David Brandt, as an agriculture innovator, was decades ahead of his time because he was smart enough to draw on the past to nurture his soil and build a better life for himself, his family, and his descendants.

Brandt, who died last week in an accident in Illinois, is sometimes known as #godfatherofsoilhealth and was respected across the country for his decades of practicing and preaching the value of no-till farming and cover crops.

Web Chick is deeply saddened by the passing of the irreplaceable Brandt, who brought so much to his community and his country. For the past eight years, Web Chick has worked with Brandt and his family on the website for Brandt Farm and Walnut Creek Seeds.





James Hoorman, a USDA soil health specialist and longtime OSU Extension educator, called Brandt “a great educator and a great friend to everyone. … He loved not only talking about no-till, cover crops, and soil health, but showing people how to do it. He also loved his family and including them in everything he did. That may be his biggest legacy. David was such a humble guy but he taught not only in Ohio, but across the USA and the world.”

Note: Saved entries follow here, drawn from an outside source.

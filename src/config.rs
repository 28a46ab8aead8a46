//! Configuration types.

use std::path::PathBuf;
use std::time::Duration;

use secrecy::SecretString;

use crate::error::ConfigError;
use crate::roster::Roster;

const DEFAULT_API_BASE_URL: &str = "https://api.nexmo.com";
const DEFAULT_PRIVATE_KEY_PATH: &str = "./.private.key";
const DEFAULT_PORT: u16 = 8000;
const DEFAULT_HTTP_TIMEOUT_SECS: u64 = 10;

/// Broker configuration, loaded once at startup.
#[derive(Debug, Clone)]
pub struct BrokerConfig {
    /// Application identity, stamped into every token.
    pub app_id: String,
    /// API region host, e.g. `api-us-3.vonage.com`.
    pub api_region: String,
    /// Datacenter code derived from the region (`us-3`).
    pub dc: String,
    /// Caller id for in-app calls to PSTN numbers.
    pub service_number: String,
    pub private_key_path: PathBuf,
    /// Allowed in-app users, in IVR menu order.
    pub roster: Roster,
    /// Base URL of the user directory / session API.
    pub api_base_url: String,
    /// Callback host used when a request carries no `Host` header.
    pub public_host: Option<String>,
    pub port: u16,
    /// Timeout applied to every outbound API call.
    pub http_timeout: Duration,
}

impl BrokerConfig {
    /// Load from process environment.
    pub fn from_env() -> Result<Self, ConfigError> {
        Self::from_lookup(|key| std::env::var(key).ok())
    }

    /// Load through an arbitrary variable lookup.
    pub fn from_lookup<F>(lookup: F) -> Result<Self, ConfigError>
    where
        F: Fn(&str) -> Option<String>,
    {
        let required = |key: &str| {
            lookup(key)
                .map(|v| v.trim().to_string())
                .filter(|v| !v.is_empty())
                .ok_or_else(|| ConfigError::MissingEnvVar(key.to_string()))
        };

        let app_id = required("APP_ID")?;
        let api_region = required("API_REGION")?;
        let dc = datacenter(&api_region)?;
        let service_number = required("SERVICE_NUMBER")?;
        let roster = Roster::parse(&required("CLIENT_SDK_USERS")?)?;

        let private_key_path = lookup("PRIVATE_KEY_PATH")
            .unwrap_or_else(|| DEFAULT_PRIVATE_KEY_PATH.to_string())
            .into();
        let api_base_url =
            lookup("API_BASE_URL").unwrap_or_else(|| DEFAULT_API_BASE_URL.to_string());
        let non_empty = |key: &str| lookup(key).filter(|v| !v.is_empty());
        let public_host = non_empty("PUBLIC_HOST").or_else(|| non_empty("NERU_HOST"));

        let port = match lookup("NERU_APP_PORT").or_else(|| lookup("PORT")) {
            Some(raw) => raw.parse().map_err(|_| ConfigError::InvalidValue {
                key: "PORT".into(),
                message: format!("not a port number: {raw}"),
            })?,
            None => DEFAULT_PORT,
        };

        let http_timeout_secs = match lookup("HTTP_TIMEOUT_SECS") {
            Some(raw) => match raw.parse::<u64>() {
                Ok(secs) if secs > 0 => secs,
                _ => {
                    return Err(ConfigError::InvalidValue {
                        key: "HTTP_TIMEOUT_SECS".into(),
                        message: format!("not a positive number of seconds: {raw}"),
                    });
                }
            },
            None => DEFAULT_HTTP_TIMEOUT_SECS,
        };

        Ok(Self {
            app_id,
            api_region,
            dc,
            service_number,
            private_key_path,
            roster,
            api_base_url,
            public_host,
            port,
            http_timeout: Duration::from_secs(http_timeout_secs),
        })
    }

    /// Read the PEM signing key from `private_key_path`.
    pub fn read_private_key(&self) -> Result<SecretString, ConfigError> {
        let pem = std::fs::read_to_string(&self.private_key_path)?;
        Ok(SecretString::from(pem))
    }
}

/// Datacenter code: characters 4..8 of the region host (`api-us-3...` → `us-3`).
fn datacenter(api_region: &str) -> Result<String, ConfigError> {
    api_region
        .get(4..8)
        .map(str::to_string)
        .ok_or_else(|| ConfigError::InvalidValue {
            key: "API_REGION".into(),
            message: format!("too short to carry a datacenter code: {api_region}"),
        })
}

In appearance, Brandt was a farmer straight out of Central Casting: heavyset, close-cropped hair, seed cap, checked flannel shirt, and faded bib overalls – so perfect that he went viral as a meme a decade ago.

In reality, he did embody “good, honest work.” But David Brandt was so much more. 
 
After serving as a Marine in Vietnam, he returned to Fairfield County and, within a few years, was experimenting with no-till agriculture – drilling seeds into soil stabilized by the previous year’s post-harvest stubble in order reduce erosion. A decade later, he further nurtured his soil with off-season cover crops that added natural nutrients to his field. As a pioneer in these practices, he experimented with different crops and mixes of winter seeds over the decades.

His success with good yields and rich, resilient soil increasingly attracted attention. He hosted field days to share his methods with other farmers, and often went afield to other communities and states to talk about his passion and experimentation. Eventually his off-season talks and travels took across the  country, and to Canada, and even overseas.

The Alabama-based Soil Health Academy established the David & Kendra Brandt Memorial Scholarship Fund for women and/or new and beginning farmers who are committed to growing the regenerative agriculture movement. Kansas-based No-Till on the Plains established the David Brandt Inaugural Legacy Award to recognize farmers who had committed their lifework to improving soil health. These are in addition to numerous honors he received in Ohio.

The ordinary man in the meme was in truth an extraordinary man – literally and figuratively “outstanding in his field.”

David Brandt will be missed. But just as he nurtured his soil, he also nurtured his family. There are two more generations of Brandts on the farm and in the business, and they all share the late patriarch's passion for experimentation and doing the right thing for agriculture and the environment.
 
Brian Williams contributed thoughts to this post.